Rahm, who had just received his first green jacket a few days before, ended at 1-over 72. He recognised his exhaustion from Augusta National, which was exacerbated by a roughly 90-minute rain delay. He never felt at ease on a course he had only competed on once before.

“I hate to make excuses, but a couple of the swings towards the end were due to my body being tired and surprised me,” Rahm said.

The RBC Heritage is the PGA Tour’s sixth designated tournament this year, with a larger prize – up to $20 million from $8 million a year ago – and several of the world’s best, like Rahm and Hovland, in the field when they may otherwise have taken a post-Masters rest.

Hovland, like Rahm, has only played here once before, in June 2020, when Harbour Town hosted the tour’s second tournament after its COVID-19 break. Despite his lack of experience, he birdied seven of his last fourteen holes. Hovland tied for eighth place after sharing the first-round lead at the Masters.

Hovland missed birdie putts within 15 feet on three of his first four holes, but he didn’t let that deter him.

“Rather than freaking out or questioning all of your reads, that’s not going to fix anything,” he added. “So I just kind of kept trusting in the process.”

Rahm was applauded heartily as he approached the first tee and was the subject of mobile cameras as he walked through Harbour Town. He swiftly demonstrated that he had not fully healed from the meat grinder of Augusta National.
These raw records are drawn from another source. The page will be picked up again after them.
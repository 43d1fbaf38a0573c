//! Panel 3: keyboard shortcuts.

use ratatui::Frame;
use ratatui::layout::Rect;
use ratatui::text::{Line, Span};
use ratatui::widgets::Paragraph;

use crate::theme;

pub fn render(f: &mut Frame, area: Rect) {
    let mut lines: Vec<Line> = Vec::new();

    section(&mut lines, "Global Navigation");
    key(&mut lines, "1 / 2 / 3", "Life / Asteroid / Help panel");
    key(&mut lines, "Tab / Shift+Tab", "Cycle panels forward / back");
    key(&mut lines, "e", "Open error history overlay");
    key(&mut lines, "q / Ctrl+C", "Quit");
    lines.push(Line::from(""));

    section(&mut lines, "Slider");
    key(&mut lines, "h / l  or  \u{2190} / \u{2192}", "Move one step");
    key(&mut lines, "PgDn / PgUp  or  H / L", "Move ten steps");
    key(&mut lines, "Home / End", "Jump to minimum / maximum");
    lines.push(Line::from(""));

    section(&mut lines, "Text Input");
    key(&mut lines, "i  or  /", "Start typing a value");
    key(&mut lines, "Enter", "Apply: moves the slider to the typed value");
    key(&mut lines, "Esc", "Stop editing, keep the slider where it is");
    key(&mut lines, "Ctrl+U", "Clear the input");
    lines.push(Line::from(""));

    section(&mut lines, "Update Graph");
    key(&mut lines, "u  or  Enter", "Redraw the chart at the current slider value");
    lines.push(Line::from(""));

    section(&mut lines, "Panels");
    key(&mut lines, "Intelligent Life", "Linear rise to today, linear decay to 1e12 years");
    key(&mut lines, "Asteroid Collision", "1 - (1 - p)^years over one million years");

    let para = Paragraph::new(lines);
    f.render_widget(para, area);
}

fn section<'a>(lines: &mut Vec<Line<'a>>, title: &str) {
    lines.push(Line::from(Span::styled(title.to_string(), theme::accent_bold())));
}

fn key<'a>(lines: &mut Vec<Line<'a>>, keys: &str, desc: &str) {
    lines.push(Line::from(vec![
        Span::styled(format!("  {:>24}  ", keys), theme::accent()),
        Span::styled(desc.to_string(), theme::text()),
    ]));
}
//! File logging. The terminal belongs to ratatui, so tracing output goes to
//! `<data dir>/cosmic-odyssey/cosmic-odyssey.log` unless a path is given.

use std::fs::{self, File, OpenOptions};
use std::path::{Path, PathBuf};
use std::sync::Mutex;

use anyhow::{Context, Result};
use tracing_subscriber::EnvFilter;

use cosmic_core::config::APP_DIR;

const LOG_FILE: &str = "cosmic-odyssey.log";
const DEFAULT_FILTER: &str = "info,cosmic_core=debug,cosmic_tui=debug";

/// Where the log goes when no `--log-file` is passed.
pub fn default_log_path() -> PathBuf {
    dirs::data_local_dir()
        .unwrap_or_else(|| PathBuf::from("."))
        .join(APP_DIR)
        .join(LOG_FILE)
}

fn open_log(path: &Path) -> Result<File> {
    if let Some(parent) = path.parent() {
        fs::create_dir_all(parent)
            .with_context(|| format!("creating log directory {}", parent.display()))?;
    }
    OpenOptions::new()
        .create(true)
        .append(true)
        .open(path)
        .with_context(|| format!("opening log file {}", path.display()))
}

/// Install the global subscriber. `RUST_LOG` overrides the default filter.
pub fn init(path: &Path) -> Result<()> {
    let file = open_log(path)?;
    let filter =
        EnvFilter::try_from_default_env().unwrap_or_else(|_| EnvFilter::new(DEFAULT_FILTER));

    tracing_subscriber::fmt()
        .with_env_filter(filter)
        .with_target(false)
        .with_ansi(false)
        .with_writer(Mutex::new(file))
        .try_init()
        .map_err(|e| anyhow::anyhow!("installing log subscriber: {e}"))
}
On the par-5 second hole, his drive went well left, and he required two chips to preserve par. Rahm was gesticulating with his hands on the fifth hole, another par-5, when his putt didn’t go where he wanted it to. Rahm bogeyed the sixth, seventh, and eighth holes during the mid-round delay.

Fans in the grandstand applauded him beside No. 8, but after his tap-in for bogey, Rahm didn’t wait and went right to the ninth tee before playing partner Jordan Spieth putted out. The reigning champion, Jordan Spieth, shot 68.

Rahm birdied the 13th and 14th holes in a row. But things changed on No. 16 when his vehicle ended up in a thicket in a waste area. He took a penalty drop and bogeyed for the fourth time on the day.

“I’m hoping tonight is the day I start turning things around and feeling a little better,” Rahm remarked.

Harman is from nearby Savannah, Georgia, and has competed in this tournament for the last 12 years. He missed the cut at the Masters and then took the weekend off, not swinging a club until he arrived in Hilton Head.

“I killed a pig Friday night on my farm, and a turkey Saturday morning,” Harman said. “I didn’t hit any balls until I got here on Tuesday.”

His hands-off approach looked to work well, as he scored six birdies and no bogeys to equal his career low round at Harbour Town.

After a week of PGA Tour and LIV Golf players working together, it was time to return to different parts of the world. Dustin Johnson was the most visible member of the Saudi-funded tour that played Harbour Town on a regular basis. Johnson is from South Carolina and formerly had an endorsement agreement with RBC.